Nonetheless, it is proper and just to remember today two of the most extraordinary leaders who every lived. Men who would have been called great in any time and place.
George Washington, Father of the Nation, whom historians call the “indispensable man” of the Revolution. Stalwart military commander and sagacious First President, he resisted the temptation of ultimate power and retired to private life after winning the war and again after two terms in office, when his countrymen would have crowned him as an American Caesar on both occasions had he wished it. Most Americans forget his crucial role in between the Revolution and Presidency: George Washington actively corresponded with fellow Virginian James Madison and his former Chief of Staff, Alexander Hamilton in the run up to the Constitutional Convention. Mr. Washington accepted the nomination of the Convention to be its president and head, and thus lent his enormous prestige to the project that would become our glorious Constitution.

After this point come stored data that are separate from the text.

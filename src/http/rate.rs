use std::sync::Arc;
use std::time::Duration;

use tokio::sync::Semaphore;
use tokio::task::JoinHandle;
use tokio::time::{Instant, MissedTickBehavior, interval_at};

use crate::error::ValidationError;
use crate::shutdown::ShutdownSender;

/// Emits one fire signal per interval, shared by every worker so the
/// aggregate rate does not scale with concurrency.
#[derive(Debug, Clone, Copy, PartialEq, Eq)]
pub struct RateScheduler {
    interval: Duration,
}

impl RateScheduler {
    /// # Errors
    ///
    /// Returns an error when `interval` is zero.
    pub fn new(interval: Duration) -> Result<Self, ValidationError> {
        if interval.is_zero() {
            return Err(ValidationError::ZeroInterval);
        }
        Ok(Self { interval })
    }

    /// Builds a scheduler from a frequency (requests per second) or a delay.
    /// A non-zero frequency wins and becomes `1s / freq`.
    ///
    /// # Errors
    ///
    /// Returns an error when the resulting interval is zero.
    pub fn from_rate(freq: u32, delay: Duration) -> Result<Self, ValidationError> {
        if freq > 0 {
            return Self::new(Duration::from_secs(1).checked_div(freq).unwrap_or_default());
        }
        Self::new(delay)
    }

    #[must_use]
    pub const fn interval(&self) -> Duration {
        self.interval
    }

    /// Starts ticking. The first signal fires one interval from now; at most
    /// one signal is ever pending, so slow workers skip ticks instead of
    /// bursting to catch up. The ticker stops on shutdown.
    #[must_use]
    pub fn start(&self, shutdown_tx: &ShutdownSender) -> (FireSignal, JoinHandle<()>) {
        let permits = Arc::new(Semaphore::new(0));
        let signal = FireSignal {
            permits: Arc::clone(&permits),
        };
        let mut shutdown_rx = shutdown_tx.subscribe();
        let period = self.interval;

        let handle = tokio::spawn(async move {
            let start = Instant::now().checked_add(period).unwrap_or_else(Instant::now);
            let mut ticker = interval_at(start, period);
            ticker.set_missed_tick_behavior(MissedTickBehavior::Skip);
            loop {
                tokio::select! {
                    biased;
                    _ = shutdown_rx.recv() => break,
                    _ = ticker.tick() => {
                        if permits.available_permits() < 1 {
                            permits.add_permits(1);
                        }
                    }
                }
            }
            permits.close();
        });

        (signal, handle)
    }
}

/// Receiving side of a [`RateScheduler`].
#[derive(Debug, Clone)]
pub struct FireSignal {
    permits: Arc<Semaphore>,
}

impl FireSignal {
    /// Signals fired but not yet taken by a worker.
    #[must_use]
    pub fn pending(&self) -> usize {
        self.permits.available_permits()
    }

    /// Waits for the next signal. Returns `false` once the scheduler stopped.
    pub async fn fired(&self) -> bool {
        match self.permits.acquire().await {
            Ok(permit) => {
                permit.forget();
                true
            }
            Err(_) => false,
        }
    }
}

#[cfg(test)]
impl FireSignal {
    /// A signal with `permits` fires already pending and no ticker.
    pub(crate) fn with_pending(permits: usize) -> Self {
        Self {
            permits: Arc::new(Semaphore::new(permits)),
        }
    }
}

Abraham Lincoln, the self-taught backwoodsman who typified the “new American man”, and become not only a second father to his nation, but an icon of freedom to the enslaved everywhere. If the Southern rebellion had succeeded, then the smug prediction of the European monarchies would have been fulfilled: that government of the people, by the people, for the people was doomed to failure. The few would always rule the many. Mr. Lincoln elevated the horror and bloodshed of civil war – of which there were many examples in all times and places – to a different plane: he justified the sacrifice, to save popular government first; but eventually, to redeem the horrors of slavery – “until every drop of blood drawn with the lash shall be paid by another drawn with the sword.” Alone among the politicians – perhaps alone among the divided nation – Mr. Lincoln did not hate, but always sought ways to “bind the nation’s wounds”. If the South and North, Dixie and Yankee, were eventually reconciled into a greater union, it is thanks largely to President Lincoln’s example, and to those leaders North and South who recognized his magnanimity and sought to emulate it.
I wish everyone a Happy President’s Day!